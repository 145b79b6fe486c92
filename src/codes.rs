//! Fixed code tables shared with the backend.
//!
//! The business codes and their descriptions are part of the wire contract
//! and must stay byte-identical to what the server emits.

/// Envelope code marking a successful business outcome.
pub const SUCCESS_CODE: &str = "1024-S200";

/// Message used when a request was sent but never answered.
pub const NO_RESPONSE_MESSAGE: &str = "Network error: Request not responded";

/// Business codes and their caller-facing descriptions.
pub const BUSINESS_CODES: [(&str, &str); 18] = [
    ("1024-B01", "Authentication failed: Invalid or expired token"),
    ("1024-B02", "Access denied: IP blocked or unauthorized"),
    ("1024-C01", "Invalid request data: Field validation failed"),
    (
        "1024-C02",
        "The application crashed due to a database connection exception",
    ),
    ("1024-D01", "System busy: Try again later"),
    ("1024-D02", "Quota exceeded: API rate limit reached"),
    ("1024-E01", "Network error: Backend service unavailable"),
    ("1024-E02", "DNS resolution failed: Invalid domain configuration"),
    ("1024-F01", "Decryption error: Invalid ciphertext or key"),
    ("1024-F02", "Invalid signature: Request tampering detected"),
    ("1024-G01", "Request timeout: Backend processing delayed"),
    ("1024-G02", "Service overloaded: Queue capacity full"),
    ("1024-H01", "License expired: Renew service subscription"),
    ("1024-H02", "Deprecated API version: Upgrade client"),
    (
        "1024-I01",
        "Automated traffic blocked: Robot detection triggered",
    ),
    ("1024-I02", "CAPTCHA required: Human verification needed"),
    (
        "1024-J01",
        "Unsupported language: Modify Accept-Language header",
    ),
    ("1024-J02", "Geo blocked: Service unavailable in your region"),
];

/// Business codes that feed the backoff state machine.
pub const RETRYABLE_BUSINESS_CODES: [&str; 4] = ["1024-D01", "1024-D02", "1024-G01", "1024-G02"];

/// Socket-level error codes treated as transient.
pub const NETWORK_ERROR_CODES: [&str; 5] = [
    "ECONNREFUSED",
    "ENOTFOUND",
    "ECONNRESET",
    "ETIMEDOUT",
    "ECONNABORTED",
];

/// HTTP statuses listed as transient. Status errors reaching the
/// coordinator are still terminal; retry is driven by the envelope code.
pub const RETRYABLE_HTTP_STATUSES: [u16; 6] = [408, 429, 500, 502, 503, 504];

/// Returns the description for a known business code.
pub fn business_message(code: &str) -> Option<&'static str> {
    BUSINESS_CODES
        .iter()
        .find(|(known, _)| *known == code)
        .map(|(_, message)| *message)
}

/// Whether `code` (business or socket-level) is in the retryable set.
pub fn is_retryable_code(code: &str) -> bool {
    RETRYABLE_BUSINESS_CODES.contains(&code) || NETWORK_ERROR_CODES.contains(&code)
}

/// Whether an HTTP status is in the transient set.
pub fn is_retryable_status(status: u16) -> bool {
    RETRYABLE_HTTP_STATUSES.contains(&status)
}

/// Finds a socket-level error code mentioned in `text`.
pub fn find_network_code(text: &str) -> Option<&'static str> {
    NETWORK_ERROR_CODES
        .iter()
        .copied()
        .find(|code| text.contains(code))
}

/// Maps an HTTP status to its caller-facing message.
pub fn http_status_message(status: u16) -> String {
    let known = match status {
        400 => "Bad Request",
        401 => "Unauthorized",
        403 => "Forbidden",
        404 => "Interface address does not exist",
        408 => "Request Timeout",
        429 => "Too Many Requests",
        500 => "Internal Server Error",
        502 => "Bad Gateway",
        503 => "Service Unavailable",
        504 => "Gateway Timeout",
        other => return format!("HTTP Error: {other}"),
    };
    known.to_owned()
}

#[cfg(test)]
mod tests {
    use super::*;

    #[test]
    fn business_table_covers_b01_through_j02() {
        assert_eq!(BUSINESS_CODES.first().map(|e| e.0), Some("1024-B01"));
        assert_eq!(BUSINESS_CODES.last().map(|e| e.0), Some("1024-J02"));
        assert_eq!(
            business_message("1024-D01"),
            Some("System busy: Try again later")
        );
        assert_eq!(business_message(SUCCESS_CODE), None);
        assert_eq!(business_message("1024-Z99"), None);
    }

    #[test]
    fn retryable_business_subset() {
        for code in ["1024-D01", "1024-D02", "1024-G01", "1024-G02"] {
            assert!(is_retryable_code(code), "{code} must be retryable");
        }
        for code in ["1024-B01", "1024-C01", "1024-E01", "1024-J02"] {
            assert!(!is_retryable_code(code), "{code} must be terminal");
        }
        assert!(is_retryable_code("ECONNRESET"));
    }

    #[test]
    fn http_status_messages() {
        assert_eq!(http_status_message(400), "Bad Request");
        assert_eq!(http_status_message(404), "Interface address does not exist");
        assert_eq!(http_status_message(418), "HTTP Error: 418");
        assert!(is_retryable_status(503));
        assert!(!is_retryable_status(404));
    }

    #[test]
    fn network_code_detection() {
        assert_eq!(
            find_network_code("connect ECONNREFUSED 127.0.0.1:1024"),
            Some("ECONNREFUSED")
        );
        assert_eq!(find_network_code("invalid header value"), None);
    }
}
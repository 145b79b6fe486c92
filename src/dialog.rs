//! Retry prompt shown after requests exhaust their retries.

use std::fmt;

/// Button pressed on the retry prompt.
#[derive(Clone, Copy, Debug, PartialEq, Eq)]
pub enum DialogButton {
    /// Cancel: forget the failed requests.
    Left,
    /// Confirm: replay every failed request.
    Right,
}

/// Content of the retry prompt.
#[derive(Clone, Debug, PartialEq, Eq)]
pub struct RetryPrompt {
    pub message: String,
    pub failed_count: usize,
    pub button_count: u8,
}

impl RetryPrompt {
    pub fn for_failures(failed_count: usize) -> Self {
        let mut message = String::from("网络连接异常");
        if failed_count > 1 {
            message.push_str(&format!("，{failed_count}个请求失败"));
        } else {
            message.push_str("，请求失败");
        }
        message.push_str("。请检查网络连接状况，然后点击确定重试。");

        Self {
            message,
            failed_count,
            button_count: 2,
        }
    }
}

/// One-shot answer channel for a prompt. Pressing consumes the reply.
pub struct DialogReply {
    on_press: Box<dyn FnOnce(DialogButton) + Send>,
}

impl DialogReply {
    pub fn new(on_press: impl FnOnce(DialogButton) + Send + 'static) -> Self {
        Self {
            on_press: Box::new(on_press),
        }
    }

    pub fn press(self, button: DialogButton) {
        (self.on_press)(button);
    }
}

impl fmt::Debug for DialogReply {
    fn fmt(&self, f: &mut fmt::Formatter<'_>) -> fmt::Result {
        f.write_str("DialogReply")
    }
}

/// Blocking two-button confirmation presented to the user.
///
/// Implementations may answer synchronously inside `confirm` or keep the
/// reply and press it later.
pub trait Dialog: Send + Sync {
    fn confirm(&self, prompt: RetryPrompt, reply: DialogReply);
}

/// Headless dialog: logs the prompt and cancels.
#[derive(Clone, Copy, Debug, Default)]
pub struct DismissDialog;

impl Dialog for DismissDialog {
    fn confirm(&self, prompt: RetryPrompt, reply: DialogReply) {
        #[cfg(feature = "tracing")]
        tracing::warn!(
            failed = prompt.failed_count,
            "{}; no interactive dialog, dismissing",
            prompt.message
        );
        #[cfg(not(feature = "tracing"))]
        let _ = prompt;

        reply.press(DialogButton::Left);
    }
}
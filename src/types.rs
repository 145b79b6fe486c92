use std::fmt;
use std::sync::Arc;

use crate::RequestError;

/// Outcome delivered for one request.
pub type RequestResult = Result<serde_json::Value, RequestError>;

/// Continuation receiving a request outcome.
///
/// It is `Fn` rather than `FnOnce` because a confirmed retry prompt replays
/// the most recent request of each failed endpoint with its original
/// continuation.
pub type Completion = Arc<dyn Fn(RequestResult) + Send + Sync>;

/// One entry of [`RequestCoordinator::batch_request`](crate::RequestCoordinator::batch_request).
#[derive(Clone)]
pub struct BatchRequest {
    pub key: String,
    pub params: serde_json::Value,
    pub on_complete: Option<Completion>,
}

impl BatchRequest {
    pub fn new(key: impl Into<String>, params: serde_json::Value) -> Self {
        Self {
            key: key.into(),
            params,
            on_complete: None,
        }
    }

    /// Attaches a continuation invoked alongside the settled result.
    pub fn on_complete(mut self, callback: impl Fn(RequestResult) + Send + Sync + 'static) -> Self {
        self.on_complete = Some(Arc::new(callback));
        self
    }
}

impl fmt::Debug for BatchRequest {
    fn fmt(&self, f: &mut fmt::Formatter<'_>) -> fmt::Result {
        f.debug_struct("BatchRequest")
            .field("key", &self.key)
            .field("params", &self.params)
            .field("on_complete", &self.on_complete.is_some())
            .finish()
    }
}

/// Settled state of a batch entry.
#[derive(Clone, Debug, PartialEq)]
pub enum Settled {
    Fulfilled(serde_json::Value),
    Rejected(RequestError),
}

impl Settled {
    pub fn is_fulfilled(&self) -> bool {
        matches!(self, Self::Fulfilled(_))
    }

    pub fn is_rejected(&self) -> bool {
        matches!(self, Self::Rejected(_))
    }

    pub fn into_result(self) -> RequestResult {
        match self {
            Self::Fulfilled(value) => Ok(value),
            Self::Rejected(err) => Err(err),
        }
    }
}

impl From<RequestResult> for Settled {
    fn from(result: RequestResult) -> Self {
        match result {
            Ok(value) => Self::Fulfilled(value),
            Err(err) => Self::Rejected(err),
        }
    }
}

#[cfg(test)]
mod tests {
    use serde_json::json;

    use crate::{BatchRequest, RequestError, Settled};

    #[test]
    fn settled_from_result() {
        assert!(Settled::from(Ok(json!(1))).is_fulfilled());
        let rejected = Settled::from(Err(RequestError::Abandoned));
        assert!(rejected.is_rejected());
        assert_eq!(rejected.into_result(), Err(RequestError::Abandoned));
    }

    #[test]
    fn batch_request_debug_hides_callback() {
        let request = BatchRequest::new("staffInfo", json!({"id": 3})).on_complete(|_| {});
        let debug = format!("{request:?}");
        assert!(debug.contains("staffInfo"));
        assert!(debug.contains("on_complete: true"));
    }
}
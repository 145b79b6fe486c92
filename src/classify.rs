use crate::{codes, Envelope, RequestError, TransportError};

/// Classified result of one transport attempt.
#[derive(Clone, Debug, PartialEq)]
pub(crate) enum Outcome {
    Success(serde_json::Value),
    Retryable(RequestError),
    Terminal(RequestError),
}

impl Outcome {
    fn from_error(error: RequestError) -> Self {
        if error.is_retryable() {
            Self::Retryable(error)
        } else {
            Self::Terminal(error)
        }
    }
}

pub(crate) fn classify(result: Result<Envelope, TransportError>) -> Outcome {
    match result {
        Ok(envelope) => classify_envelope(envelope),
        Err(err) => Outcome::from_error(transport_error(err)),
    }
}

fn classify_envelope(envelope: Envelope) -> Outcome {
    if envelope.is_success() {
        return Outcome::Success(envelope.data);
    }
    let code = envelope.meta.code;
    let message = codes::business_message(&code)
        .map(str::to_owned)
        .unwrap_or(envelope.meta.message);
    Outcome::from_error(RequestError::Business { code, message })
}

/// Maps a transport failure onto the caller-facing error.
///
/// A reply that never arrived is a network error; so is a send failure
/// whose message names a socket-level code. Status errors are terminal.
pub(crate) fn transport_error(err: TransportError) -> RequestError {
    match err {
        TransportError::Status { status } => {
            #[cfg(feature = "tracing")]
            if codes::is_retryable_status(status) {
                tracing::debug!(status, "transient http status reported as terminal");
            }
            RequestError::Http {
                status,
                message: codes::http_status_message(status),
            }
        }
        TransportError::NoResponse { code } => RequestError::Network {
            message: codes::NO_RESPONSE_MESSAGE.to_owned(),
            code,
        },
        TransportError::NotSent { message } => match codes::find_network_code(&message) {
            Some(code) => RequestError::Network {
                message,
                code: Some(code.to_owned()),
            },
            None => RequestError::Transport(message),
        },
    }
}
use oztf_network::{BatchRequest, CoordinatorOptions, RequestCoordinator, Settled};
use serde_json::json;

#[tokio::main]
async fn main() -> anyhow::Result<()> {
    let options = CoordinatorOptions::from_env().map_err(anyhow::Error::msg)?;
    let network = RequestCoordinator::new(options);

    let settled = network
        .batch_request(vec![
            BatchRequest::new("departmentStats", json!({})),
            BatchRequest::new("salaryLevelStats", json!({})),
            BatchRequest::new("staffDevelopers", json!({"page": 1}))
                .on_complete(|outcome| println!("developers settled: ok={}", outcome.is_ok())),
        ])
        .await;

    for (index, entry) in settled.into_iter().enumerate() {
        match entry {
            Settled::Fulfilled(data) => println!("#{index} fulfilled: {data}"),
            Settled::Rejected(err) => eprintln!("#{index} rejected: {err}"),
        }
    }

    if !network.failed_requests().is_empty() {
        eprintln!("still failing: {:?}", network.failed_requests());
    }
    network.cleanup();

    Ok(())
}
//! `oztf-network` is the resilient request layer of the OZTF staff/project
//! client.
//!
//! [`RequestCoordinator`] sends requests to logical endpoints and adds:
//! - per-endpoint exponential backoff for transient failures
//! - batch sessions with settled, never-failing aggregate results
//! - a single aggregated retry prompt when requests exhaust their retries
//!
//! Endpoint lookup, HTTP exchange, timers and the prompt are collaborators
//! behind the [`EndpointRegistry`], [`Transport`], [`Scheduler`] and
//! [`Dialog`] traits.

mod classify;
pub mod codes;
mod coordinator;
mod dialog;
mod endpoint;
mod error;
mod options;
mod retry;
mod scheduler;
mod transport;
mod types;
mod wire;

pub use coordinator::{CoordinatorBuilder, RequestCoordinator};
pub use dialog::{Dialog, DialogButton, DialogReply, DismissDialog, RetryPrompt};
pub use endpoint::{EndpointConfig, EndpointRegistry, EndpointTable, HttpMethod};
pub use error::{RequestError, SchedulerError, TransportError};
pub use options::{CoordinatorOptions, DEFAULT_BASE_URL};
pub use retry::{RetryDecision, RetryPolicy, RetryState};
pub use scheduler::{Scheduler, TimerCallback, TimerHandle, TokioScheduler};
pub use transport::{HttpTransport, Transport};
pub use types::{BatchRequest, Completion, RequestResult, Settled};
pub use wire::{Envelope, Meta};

= = = = = = =

YOUR TASK => Search the data for the string "their". List each line that has it.

EXERCISE OUTPUT =>
//! The business codes and their descriptions are part of the wire contract
/// Business codes and their caller-facing descriptions.
//! Retry prompt shown after requests exhaust their retries.
//! - a single aggregated retry prompt when requests exhaust their retries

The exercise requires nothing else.